• [Stored data]:
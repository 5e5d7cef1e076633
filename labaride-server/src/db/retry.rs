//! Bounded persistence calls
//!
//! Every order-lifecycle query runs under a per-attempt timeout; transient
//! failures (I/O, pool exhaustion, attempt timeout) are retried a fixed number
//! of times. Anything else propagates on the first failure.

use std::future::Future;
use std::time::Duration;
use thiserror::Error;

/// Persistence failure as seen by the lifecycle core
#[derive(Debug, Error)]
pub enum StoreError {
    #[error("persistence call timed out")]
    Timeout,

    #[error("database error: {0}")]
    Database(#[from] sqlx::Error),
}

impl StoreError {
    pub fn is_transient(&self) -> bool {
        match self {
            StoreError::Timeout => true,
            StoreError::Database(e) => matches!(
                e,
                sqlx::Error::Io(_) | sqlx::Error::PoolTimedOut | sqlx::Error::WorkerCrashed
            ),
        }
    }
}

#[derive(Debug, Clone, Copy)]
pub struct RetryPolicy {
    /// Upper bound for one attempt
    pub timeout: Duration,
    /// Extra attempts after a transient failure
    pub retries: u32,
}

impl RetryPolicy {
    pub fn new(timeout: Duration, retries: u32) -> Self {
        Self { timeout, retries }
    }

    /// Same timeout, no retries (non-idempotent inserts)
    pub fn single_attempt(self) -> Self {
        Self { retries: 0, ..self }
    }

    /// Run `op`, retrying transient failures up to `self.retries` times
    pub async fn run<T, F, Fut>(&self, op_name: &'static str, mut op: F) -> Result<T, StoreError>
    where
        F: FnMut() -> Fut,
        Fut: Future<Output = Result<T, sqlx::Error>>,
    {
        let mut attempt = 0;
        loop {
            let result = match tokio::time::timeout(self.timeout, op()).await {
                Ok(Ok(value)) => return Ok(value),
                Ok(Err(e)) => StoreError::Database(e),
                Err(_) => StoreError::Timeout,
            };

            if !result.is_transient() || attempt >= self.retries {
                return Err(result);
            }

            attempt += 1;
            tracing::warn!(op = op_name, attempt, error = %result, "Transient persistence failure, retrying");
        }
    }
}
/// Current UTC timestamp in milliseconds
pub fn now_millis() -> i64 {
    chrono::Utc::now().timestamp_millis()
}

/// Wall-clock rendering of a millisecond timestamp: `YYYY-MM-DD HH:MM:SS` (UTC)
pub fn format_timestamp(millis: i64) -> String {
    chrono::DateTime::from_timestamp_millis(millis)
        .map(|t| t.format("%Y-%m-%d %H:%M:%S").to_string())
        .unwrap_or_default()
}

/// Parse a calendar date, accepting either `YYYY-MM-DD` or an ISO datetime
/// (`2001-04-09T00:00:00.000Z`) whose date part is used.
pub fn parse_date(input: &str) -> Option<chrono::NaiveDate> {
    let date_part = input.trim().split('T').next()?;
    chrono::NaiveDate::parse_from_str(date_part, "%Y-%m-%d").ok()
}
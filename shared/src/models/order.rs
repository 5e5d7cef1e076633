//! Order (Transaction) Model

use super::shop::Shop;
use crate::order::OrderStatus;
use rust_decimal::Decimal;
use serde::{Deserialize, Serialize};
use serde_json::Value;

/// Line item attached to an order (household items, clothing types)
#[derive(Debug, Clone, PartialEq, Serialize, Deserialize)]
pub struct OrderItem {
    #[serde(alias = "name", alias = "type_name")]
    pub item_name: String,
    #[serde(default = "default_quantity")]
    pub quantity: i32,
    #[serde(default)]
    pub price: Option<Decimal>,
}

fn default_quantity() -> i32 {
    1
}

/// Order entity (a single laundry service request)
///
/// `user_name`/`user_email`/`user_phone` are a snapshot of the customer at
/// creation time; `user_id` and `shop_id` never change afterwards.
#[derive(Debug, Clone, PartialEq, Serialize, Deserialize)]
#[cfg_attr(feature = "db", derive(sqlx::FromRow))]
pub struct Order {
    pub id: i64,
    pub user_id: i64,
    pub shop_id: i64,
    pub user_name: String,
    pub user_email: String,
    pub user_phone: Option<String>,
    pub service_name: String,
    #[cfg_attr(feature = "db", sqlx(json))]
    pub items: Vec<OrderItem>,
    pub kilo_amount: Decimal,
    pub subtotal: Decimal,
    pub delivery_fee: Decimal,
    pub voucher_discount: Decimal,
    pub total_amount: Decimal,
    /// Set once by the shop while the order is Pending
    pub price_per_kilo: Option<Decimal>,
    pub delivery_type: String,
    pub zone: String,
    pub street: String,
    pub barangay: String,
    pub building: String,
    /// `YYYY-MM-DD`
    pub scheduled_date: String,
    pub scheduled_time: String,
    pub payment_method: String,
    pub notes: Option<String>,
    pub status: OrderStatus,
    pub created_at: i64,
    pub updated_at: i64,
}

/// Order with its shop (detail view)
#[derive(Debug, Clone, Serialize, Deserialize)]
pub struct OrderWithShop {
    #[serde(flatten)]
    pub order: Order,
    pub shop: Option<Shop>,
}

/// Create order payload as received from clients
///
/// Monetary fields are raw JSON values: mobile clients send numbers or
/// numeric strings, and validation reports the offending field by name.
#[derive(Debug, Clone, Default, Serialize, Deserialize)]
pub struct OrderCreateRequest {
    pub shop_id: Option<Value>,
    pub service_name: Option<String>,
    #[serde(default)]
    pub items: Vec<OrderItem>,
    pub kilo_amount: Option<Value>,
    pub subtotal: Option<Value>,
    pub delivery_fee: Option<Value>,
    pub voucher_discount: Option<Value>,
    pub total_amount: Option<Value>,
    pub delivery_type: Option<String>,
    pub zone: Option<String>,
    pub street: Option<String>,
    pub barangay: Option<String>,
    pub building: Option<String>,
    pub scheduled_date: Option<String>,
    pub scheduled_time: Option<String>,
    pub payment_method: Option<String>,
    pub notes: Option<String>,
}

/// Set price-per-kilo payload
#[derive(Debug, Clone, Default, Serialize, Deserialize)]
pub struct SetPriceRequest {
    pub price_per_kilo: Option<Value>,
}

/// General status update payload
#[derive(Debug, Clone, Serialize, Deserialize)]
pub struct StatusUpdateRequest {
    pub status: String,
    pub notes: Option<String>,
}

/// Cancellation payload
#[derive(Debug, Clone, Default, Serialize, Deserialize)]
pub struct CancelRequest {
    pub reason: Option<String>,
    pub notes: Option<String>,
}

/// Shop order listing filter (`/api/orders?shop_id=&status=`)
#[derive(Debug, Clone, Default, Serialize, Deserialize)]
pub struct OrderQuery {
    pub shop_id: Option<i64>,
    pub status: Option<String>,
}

• [Instructions for the task]:
All lines in the records that contain "building" are to be copied and returned.

• [Answer box]:
    pub building: String,
    pub building: Option<String>,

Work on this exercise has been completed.